In particolare, sono soggetti a rischio di diabete di tipo 2 tutti gli obesi, i familiari dei diabetici di tipo 2, ma anche chi è affetto da ipertensione arteriosa o da iperlipidemia, condizioni, queste, frequentemente associate al diabete nel quadro della sindrome metabolica.
Questa azione di “screening” è essenziale per arrivare a una diagnosi precoce, sia di diabete sia di intolleranza al glucosio e per instaurare quindi in tempo utile una terapia adeguata con maggiori probabilità di successo.
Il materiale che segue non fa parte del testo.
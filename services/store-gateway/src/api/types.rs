use std::collections::BTreeMap;

use serde::{Deserialize, Serialize};

use crate::query::SeriesEntry;

#[derive(Debug, Clone, Serialize, Deserialize)]
pub struct HealthResponse {
    pub status: String,
    pub service: String,
}

#[derive(Debug, Clone, Serialize, Deserialize)]
pub struct SeriesResponse {
    pub series: Vec<SeriesEntry>,
}

/// Queries dropped per resource kind since startup.
#[derive(Debug, Clone, Serialize, Deserialize)]
pub struct LimitFailuresResponse {
    pub failures: BTreeMap<String, u64>,
}
use std::sync::Arc;

use axum::{extract::State, http::HeaderMap, Json};
use tracing::instrument;
use tsdb_guard_admission::{tenant_from_headers, HttpResponse, JsonBody};

use crate::query::SeriesQuery;

use super::types::{HealthResponse, LimitFailuresResponse, SeriesResponse};
use super::ApiState;

type ApiResult<T> = Result<Json<T>, HttpResponse>;

#[instrument(skip_all, fields(matchers = query.matchers.len()))]
pub async fn query_series(
    State(state): State<Arc<ApiState>>,
    headers: HeaderMap,
    JsonBody(query): JsonBody<SeriesQuery>,
) -> ApiResult<SeriesResponse> {
    let tenant_id = tenant_from_headers(&headers)?;

    state
        .store
        .series(&tenant_id, query)
        .await
        .map(|series| Json(SeriesResponse { series }))
        .map_err(|err| err.to_http_response())
}

pub async fn get_limit_failures(
    State(state): State<Arc<ApiState>>,
) -> ApiResult<LimitFailuresResponse> {
    Ok(Json(LimitFailuresResponse {
        failures: state.store.failure_counters().snapshot(),
    }))
}

pub async fn health_check() -> Json<HealthResponse> {
    Json(HealthResponse {
        status: "healthy".to_string(),
        service: "store-gateway".to_string(),
    })
}
use std::borrow::Cow;
use std::error::Error as StdError;
use std::fmt;

use axum::http::{header, HeaderValue, StatusCode};
use axum::response::{IntoResponse, Response};
use serde::{Deserialize, Serialize};

use super::{ClassifiedError, UserError};

/// Wire status codes. The numeric values are part of the RPC contract.
pub mod status {
    pub const VALIDATION: u16 = 400;
    pub const UNAUTHORIZED: u16 = 401;
    pub const LIMIT_EXCEEDED: u16 = 422;
    pub const INTERNAL: u16 = 500;
    pub const OVERLOADED: u16 = 503;
}

pub const TOO_BUSY_MESSAGE: &str =
    "the ingester is currently too busy to process queries, try again later";

/// System-wide overload refusal. Returned verbatim, never tenant-attributed.
pub static TOO_BUSY_ERROR: HttpGrpcError =
    HttpGrpcError::from_static(status::OVERLOADED, TOO_BUSY_MESSAGE);

pub fn too_busy() -> &'static HttpGrpcError {
    &TOO_BUSY_ERROR
}

/// An HTTP response tunnelled through the RPC layer as an error value.
#[derive(Debug, Clone, PartialEq, Eq)]
pub struct HttpGrpcError {
    code: u16,
    body: Cow<'static, str>,
}

impl HttpGrpcError {
    pub const fn from_static(code: u16, body: &'static str) -> Self {
        Self {
            code,
            body: Cow::Borrowed(body),
        }
    }

    pub fn new(code: u16, body: impl Into<String>) -> Self {
        Self {
            code,
            body: Cow::Owned(body.into()),
        }
    }

    pub fn code(&self) -> u16 {
        self.code
    }

    pub fn body(&self) -> &str {
        &self.body
    }
}

impl fmt::Display for HttpGrpcError {
    fn fmt(&self, f: &mut fmt::Formatter<'_>) -> fmt::Result {
        f.write_str(&self.body)
    }
}

impl StdError for HttpGrpcError {}

/// The envelope the transport writes on the wire: a status and a text body.
#[derive(Debug, Clone, PartialEq, Eq, Serialize, Deserialize)]
pub struct HttpResponse {
    pub code: u16,
    pub body: String,
}

impl HttpResponse {
    pub fn new(code: u16, body: impl Into<String>) -> Self {
        Self {
            code,
            body: body.into(),
        }
    }

    /// Like [`http_response_from_error`], but unclassified errors become a 500.
    pub fn from_error(err: &(dyn StdError + 'static)) -> Self {
        http_response_from_error(err)
            .unwrap_or_else(|| Self::new(status::INTERNAL, err.to_string()))
    }
}

impl From<&HttpGrpcError> for HttpResponse {
    fn from(err: &HttpGrpcError) -> Self {
        Self::new(err.code, err.body.as_ref())
    }
}

impl IntoResponse for HttpResponse {
    fn into_response(self) -> Response {
        let status = StatusCode::from_u16(self.code).unwrap_or(StatusCode::INTERNAL_SERVER_ERROR);
        let mut response = (status, self.body).into_response();
        response.headers_mut().insert(
            header::CONTENT_TYPE,
            HeaderValue::from_static("text/plain; charset=utf-8"),
        );
        response
    }
}

/// Status code carried anywhere along the error's source chain.
pub fn status_code_of(err: &(dyn StdError + 'static)) -> Option<u16> {
    let mut current = Some(err);
    while let Some(err) = current {
        if let Some(grpc) = err.downcast_ref::<HttpGrpcError>() {
            return Some(grpc.code());
        }
        if let Some(classified) = err.downcast_ref::<ClassifiedError>() {
            return Some(classified.code());
        }
        if let Some(user) = err.downcast_ref::<UserError>() {
            if let Some(code) = user.code() {
                return Some(code);
            }
        }
        current = err.source();
    }
    None
}

/// Builds the wire response for a classified error. The body is the outermost
/// message, so tenant prefixes and series identity survive the boundary.
pub fn http_response_from_error(err: &(dyn StdError + 'static)) -> Option<HttpResponse> {
    status_code_of(err).map(|code| HttpResponse::new(code, err.to_string()))
}
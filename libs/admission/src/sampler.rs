//! Log-volume control for rejections that can repeat at very high rates.

use std::error::Error as StdError;
use std::fmt;
use std::sync::atomic::{AtomicU64, Ordering};
use std::sync::Arc;

use tracing::warn;

use crate::error::BoxError;

/// Lets one in every `freq` errors through to the logs.
#[derive(Debug)]
pub struct Sampler {
    freq: u64,
    count: AtomicU64,
}

impl Sampler {
    /// `freq` of 0 or 1 samples every error.
    pub fn new(freq: u64) -> Self {
        Self {
            freq: freq.max(1),
            count: AtomicU64::new(0),
        }
    }

    pub fn freq(&self) -> u64 {
        self.freq
    }

    pub fn sample(&self) -> bool {
        if self.freq == 1 {
            return true;
        }
        let count = self.count.fetch_add(1, Ordering::Relaxed) + 1;
        count % self.freq == 0
    }

    pub fn wrap_error(sampler: Option<&Arc<Sampler>>, err: impl Into<BoxError>) -> SampledError {
        SampledError {
            err: err.into(),
            sampler: sampler.cloned(),
        }
    }
}

/// An error whose logging is rate limited. The message is the wrapped error's
/// message unchanged.
#[derive(Debug)]
pub struct SampledError {
    err: BoxError,
    sampler: Option<Arc<Sampler>>,
}

impl SampledError {
    /// Whether this occurrence should be logged, and the reason to attach.
    pub fn should_log(&self) -> (bool, Option<String>) {
        match &self.sampler {
            Some(sampler) if sampler.freq() > 1 => {
                (sampler.sample(), Some(format!("sampled 1/{}", sampler.freq())))
            }
            _ => (true, None),
        }
    }

    /// Emits a warning for this error if the sampler lets it through.
    pub fn log(&self, tenant_id: &str) {
        match self.should_log() {
            (true, Some(reason)) => warn!(tenant_id, reason = %reason, error = %self, "request rejected"),
            (true, None) => warn!(tenant_id, error = %self, "request rejected"),
            (false, _) => {}
        }
    }

    pub fn into_inner(self) -> BoxError {
        self.err
    }
}

impl fmt::Display for SampledError {
    fn fmt(&self, f: &mut fmt::Formatter<'_>) -> fmt::Result {
        fmt::Display::fmt(&self.err, f)
    }
}

impl StdError for SampledError {
    fn source(&self) -> Option<&(dyn StdError + 'static)> {
        Some(self.err.as_ref())
    }
}
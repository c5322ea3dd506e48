use std::sync::Arc;
use std::time::Duration;

use axum::{
    middleware,
    routing::{get, post},
    Router,
};
use tower::ServiceBuilder;
use tower_http::trace::TraceLayer;
use tsdb_guard_admission::middleware::{instrument_httpgrpc_handle, set_request_id};

use crate::bucket::BucketStore;
use crate::config::StoreGatewayConfig;

mod handlers;
mod types;

pub use handlers::{get_limit_failures, health_check, query_series};
pub use types::{HealthResponse, LimitFailuresResponse, SeriesResponse};

pub struct ApiState {
    pub store: Arc<BucketStore>,
    pub config: Arc<StoreGatewayConfig>,
}

impl ApiState {
    pub fn new(store: Arc<BucketStore>, config: StoreGatewayConfig) -> Self {
        Self {
            store,
            config: Arc::new(config),
        }
    }
}

pub fn create_router(state: Arc<ApiState>) -> Router {
    let timeout = Duration::from_secs(state.config.request_timeout_secs);

    Router::new()
        .route("/api/v1/series", post(query_series))
        .route("/api/v1/limits/failures", get(get_limit_failures))
        .route("/health", get(health_check))
        .with_state(state)
        .layer(middleware::from_fn(instrument_httpgrpc_handle))
        .layer(middleware::from_fn(set_request_id))
        .layer(
            ServiceBuilder::new()
                .layer(TraceLayer::new_for_http())
                .layer(tower_http::timeout::TimeoutLayer::new(timeout)),
        )
}
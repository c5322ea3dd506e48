use std::env;
use std::path::PathBuf;

use anyhow::{anyhow, Context, Result};
use serde::{Deserialize, Serialize};
use tsdb_guard_admission::LimitsConfig;

#[derive(Debug, Clone, Serialize, Deserialize)]
pub struct IngesterConfig {
    pub server_host: String,
    pub server_port: u16,
    /// JSON file with default and per-tenant limits, re-read periodically.
    pub runtime_config_file: Option<PathBuf>,
    pub runtime_reload_interval_secs: u64,
    pub replication_factor: u64,
    /// Number of ingesters sharing a tenant's global series limit.
    pub ingester_count: u64,
    /// 0 disables the in-flight push limit.
    pub max_inflight_push_requests: u64,
    /// Log one in N rejections. 0 or 1 logs all of them.
    pub error_sample_rate: u64,
    pub request_timeout_secs: u64,
    pub default_limits: LimitsConfig,
    pub log_level: String,
}

impl Default for IngesterConfig {
    fn default() -> Self {
        Self {
            server_host: "127.0.0.1".to_string(),
            server_port: 9095,
            runtime_config_file: None,
            runtime_reload_interval_secs: 10,
            replication_factor: 3,
            ingester_count: 3,
            max_inflight_push_requests: 30_000,
            error_sample_rate: 10,
            request_timeout_secs: 30,
            default_limits: LimitsConfig::default(),
            log_level: "info".to_string(),
        }
    }
}

impl IngesterConfig {
    pub fn from_env() -> Result<Self> {
        let mut config = Self::default();

        if let Ok(host) = env::var("INGESTER_HOST") {
            if !host.trim().is_empty() {
                config.server_host = host;
            }
        }
        if let Ok(port) = env::var("INGESTER_PORT") {
            config.server_port = port
                .parse::<u16>()
                .context("failed to parse INGESTER_PORT as u16")?;
        }
        if let Ok(path) = env::var("RUNTIME_CONFIG_FILE") {
            if !path.trim().is_empty() {
                config.runtime_config_file = Some(PathBuf::from(path));
            }
        }
        if let Ok(interval) = env::var("RUNTIME_RELOAD_INTERVAL_SECS") {
            config.runtime_reload_interval_secs = interval
                .parse()
                .context("failed to parse RUNTIME_RELOAD_INTERVAL_SECS as u64")?;
        }
        if let Ok(factor) = env::var("REPLICATION_FACTOR") {
            config.replication_factor = factor
                .parse()
                .context("failed to parse REPLICATION_FACTOR as u64")?;
        }
        if let Ok(count) = env::var("INGESTER_COUNT") {
            config.ingester_count = count
                .parse()
                .context("failed to parse INGESTER_COUNT as u64")?;
        }
        if let Ok(max) = env::var("MAX_INFLIGHT_PUSH_REQUESTS") {
            config.max_inflight_push_requests = max
                .parse()
                .context("failed to parse MAX_INFLIGHT_PUSH_REQUESTS as u64")?;
        }
        if let Ok(rate) = env::var("ERROR_SAMPLE_RATE") {
            config.error_sample_rate = rate
                .parse()
                .context("failed to parse ERROR_SAMPLE_RATE as u64")?;
        }
        if let Ok(timeout) = env::var("REQUEST_TIMEOUT_SECS") {
            config.request_timeout_secs = timeout
                .parse()
                .context("failed to parse REQUEST_TIMEOUT_SECS as u64")?;
        }
        if let Ok(limit) = env::var("MAX_GLOBAL_SERIES_PER_USER") {
            config.default_limits.max_global_series_per_user = limit
                .parse()
                .context("failed to parse MAX_GLOBAL_SERIES_PER_USER as u64")?;
        }
        if let Ok(limit) = env::var("MAX_GLOBAL_SERIES_PER_METRIC") {
            config.default_limits.max_global_series_per_metric = limit
                .parse()
                .context("failed to parse MAX_GLOBAL_SERIES_PER_METRIC as u64")?;
        }
        if let Ok(level) = env::var("LOG_LEVEL") {
            if !level.trim().is_empty() {
                config.log_level = level;
            }
        }

        config.validate()?;
        Ok(config)
    }

    pub fn validate(&self) -> Result<()> {
        if self.replication_factor == 0 {
            return Err(anyhow!("REPLICATION_FACTOR must be greater than zero"));
        }
        if self.ingester_count == 0 {
            return Err(anyhow!("INGESTER_COUNT must be greater than zero"));
        }
        if self.runtime_config_file.is_some() && self.runtime_reload_interval_secs == 0 {
            return Err(anyhow!(
                "RUNTIME_RELOAD_INTERVAL_SECS must be greater than zero when RUNTIME_CONFIG_FILE is set"
            ));
        }
        if self.request_timeout_secs == 0 {
            return Err(anyhow!("REQUEST_TIMEOUT_SECS must be greater than zero"));
        }
        Ok(())
    }
}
Negli studi citati -il “Diabetes Intervention Program” e lo “Studio finlandese”- si è voluto indagare l’efficacia di una riduzione dell’apporto alimentare e di un aumento dell’attività fisica nel prevenire l’evoluzione della intolleranza al glucosio verso il diabete e, come si è detto, il risultato è stato positivo. Questi studi hanno confermato perciò che uno stile di vita caratterizzato da un eccesso di alimentazione e da una sostanziale sedentarietà, come è quello proprio della nostra società, è il principale responsabile della comparsa, nel corso della vita, di intolleranza glucidica e di diabete e che il ritorno a un modello più naturale di comportamento è un importante strumento di terapia e di prevenzione. (P.B.)